**Data items:**
* * * * * * *
//! Application configuration loaded from environment variables.

use domain::StatusPolicy;
use thiserror::Error;

/// Output format of the log subscriber.
#[derive(Debug, Clone, Copy, PartialEq, Eq, Default)]
pub enum LogFormat {
    #[default]
    Pretty,
    Json,
}

#[derive(Debug, Error)]
pub enum ConfigError {
    #[error("invalid {key}: {value}")]
    Invalid { key: &'static str, value: String },
}

/// Server configuration with sensible defaults.
///
/// Reads from environment variables:
/// - `HOST`: bind address (default: `"0.0.0.0"`)
/// - `PORT`: listen port (default: `3000`)
/// - `RUST_LOG`: tracing filter directive (default: `"info"`)
/// - `LOG_FORMAT`: `pretty` or `json` (default: `pretty`)
/// - `DATABASE_URL`: PostgreSQL connection string; unset runs on the in-memory store
/// - `DATABASE_MAX_CONNECTIONS`: pool size (default: `10`)
/// - `ORDER_STATUS_POLICY`: `permissive` or `strict` (default: `permissive`)
#[derive(Debug, Clone)]
pub struct Config {
    pub host: String,
    pub port: u16,
    pub log_level: String,
    pub log_format: LogFormat,
    pub database_url: Option<String>,
    pub database_max_connections: u32,
    pub status_policy: StatusPolicy,
}

impl Config {
    /// Loads configuration from environment variables, falling back to defaults.
    pub fn from_env() -> Result<Self, ConfigError> {
        Self::from_lookup(|key| std::env::var(key).ok())
    }

    /// Loads configuration from an arbitrary key lookup.
    pub fn from_lookup(lookup: impl Fn(&str) -> Option<String>) -> Result<Self, ConfigError> {
        let defaults = Self::default();

        let log_format = match lookup("LOG_FORMAT").as_deref().map(str::trim) {
            None | Some("") => defaults.log_format,
            Some(v) if v.eq_ignore_ascii_case("json") => LogFormat::Json,
            Some(v) if v.eq_ignore_ascii_case("pretty") => LogFormat::Pretty,
            Some(v) => {
                return Err(ConfigError::Invalid {
                    key: "LOG_FORMAT",
                    value: v.to_string(),
                });
            }
        };

        let status_policy = match lookup("ORDER_STATUS_POLICY") {
            None => defaults.status_policy,
            Some(v) => v.parse().map_err(|_| ConfigError::Invalid {
                key: "ORDER_STATUS_POLICY",
                value: v,
            })?,
        };

        Ok(Self {
            host: lookup("HOST").unwrap_or(defaults.host),
            port: lookup("PORT")
                .and_then(|p| p.parse().ok())
                .unwrap_or(defaults.port),
            log_level: lookup("RUST_LOG").unwrap_or(defaults.log_level),
            log_format,
            database_url: lookup("DATABASE_URL").filter(|url| !url.trim().is_empty()),
            database_max_connections: lookup("DATABASE_MAX_CONNECTIONS")
                .and_then(|n| n.parse().ok())
                .unwrap_or(defaults.database_max_connections),
            status_policy,
        })
    }

    /// Returns the `"host:port"` bind address string.
    pub fn addr(&self) -> String {
        format!("{}:{}", self.host, self.port)
    }
}

impl Default for Config {
    fn default() -> Self {
        Self {
            host: "0.0.0.0".to_string(),
            port: 3000,
            log_level: "info".to_string(),
            log_format: LogFormat::Pretty,
            database_url: None,
            database_max_connections: 10,
            status_policy: StatusPolicy::Permissive,
        }
    }
}

#[cfg(test)]
mod tests {
    use std::collections::HashMap;

    use super::*;

    fn from_pairs(pairs: &[(&str, &str)]) -> Result<Config, ConfigError> {
        let env: HashMap<String, String> = pairs
            .iter()
            .map(|(k, v)| (k.to_string(), v.to_string()))
            .collect();
        Config::from_lookup(|key| env.get(key).cloned())
    }

    #[test]
    fn test_default_values() {
        let config = from_pairs(&[]).unwrap();
        assert_eq!(config.host, "0.0.0.0");
        assert_eq!(config.port, 3000);
        assert_eq!(config.log_level, "info");
        assert_eq!(config.log_format, LogFormat::Pretty);
        assert!(config.database_url.is_none());
        assert_eq!(config.database_max_connections, 10);
        assert_eq!(config.status_policy, StatusPolicy::Permissive);
    }

    #[test]
    fn test_overrides() {
        let config = from_pairs(&[
            ("PORT", "8080"),
            ("LOG_FORMAT", "JSON"),
            ("DATABASE_URL", "postgres://localhost/store"),
            ("DATABASE_MAX_CONNECTIONS", "4"),
            ("ORDER_STATUS_POLICY", "strict"),
        ])
        .unwrap();
        assert_eq!(config.port, 8080);
        assert_eq!(config.log_format, LogFormat::Json);
        assert_eq!(config.database_url.as_deref(), Some("postgres://localhost/store"));
        assert_eq!(config.database_max_connections, 4);
        assert_eq!(config.status_policy, StatusPolicy::Strict);
    }

    #[test]
    fn test_unknown_policy_is_rejected() {
        let result = from_pairs(&[("ORDER_STATUS_POLICY", "lenient")]);
        assert!(matches!(
            result,
            Err(ConfigError::Invalid {
                key: "ORDER_STATUS_POLICY",
                ..
            })
        ));
    }

    #[test]
    fn test_blank_database_url_means_in_memory() {
        let config = from_pairs(&[("DATABASE_URL", "  ")]).unwrap();
        assert!(config.database_url.is_none());
    }

    #[test]
    fn test_addr_formatting() {
        let config = Config {
            host: "127.0.0.1".to_string(),
            port: 8080,
            ..Default::default()
        };
        assert_eq!(config.addr(), "127.0.0.1:8080");
    }
}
* * * * * * *
**Problem to solve:**
The line above containing "assert_eq!(config.database_max_connections, 10);", the line containing "assert_eq!(config.database_max_connections, 4);", and every line between them are to be transcribed exactly; no other line is wanted.

**Exercise result:**
        assert_eq!(config.database_max_connections, 10);
        assert_eq!(config.status_policy, StatusPolicy::Permissive);
    }

    #[test]
    fn test_overrides() {
        let config = from_pairs(&[
            ("PORT", "8080"),
            ("LOG_FORMAT", "JSON"),
            ("DATABASE_URL", "postgres://localhost/store"),
            ("DATABASE_MAX_CONNECTIONS", "4"),
            ("ORDER_STATUS_POLICY", "strict"),
        ])
        .unwrap();
        assert_eq!(config.port, 8080);
        assert_eq!(config.log_format, LogFormat::Json);
        assert_eq!(config.database_url.as_deref(), Some("postgres://localhost/store"));
        assert_eq!(config.database_max_connections, 4);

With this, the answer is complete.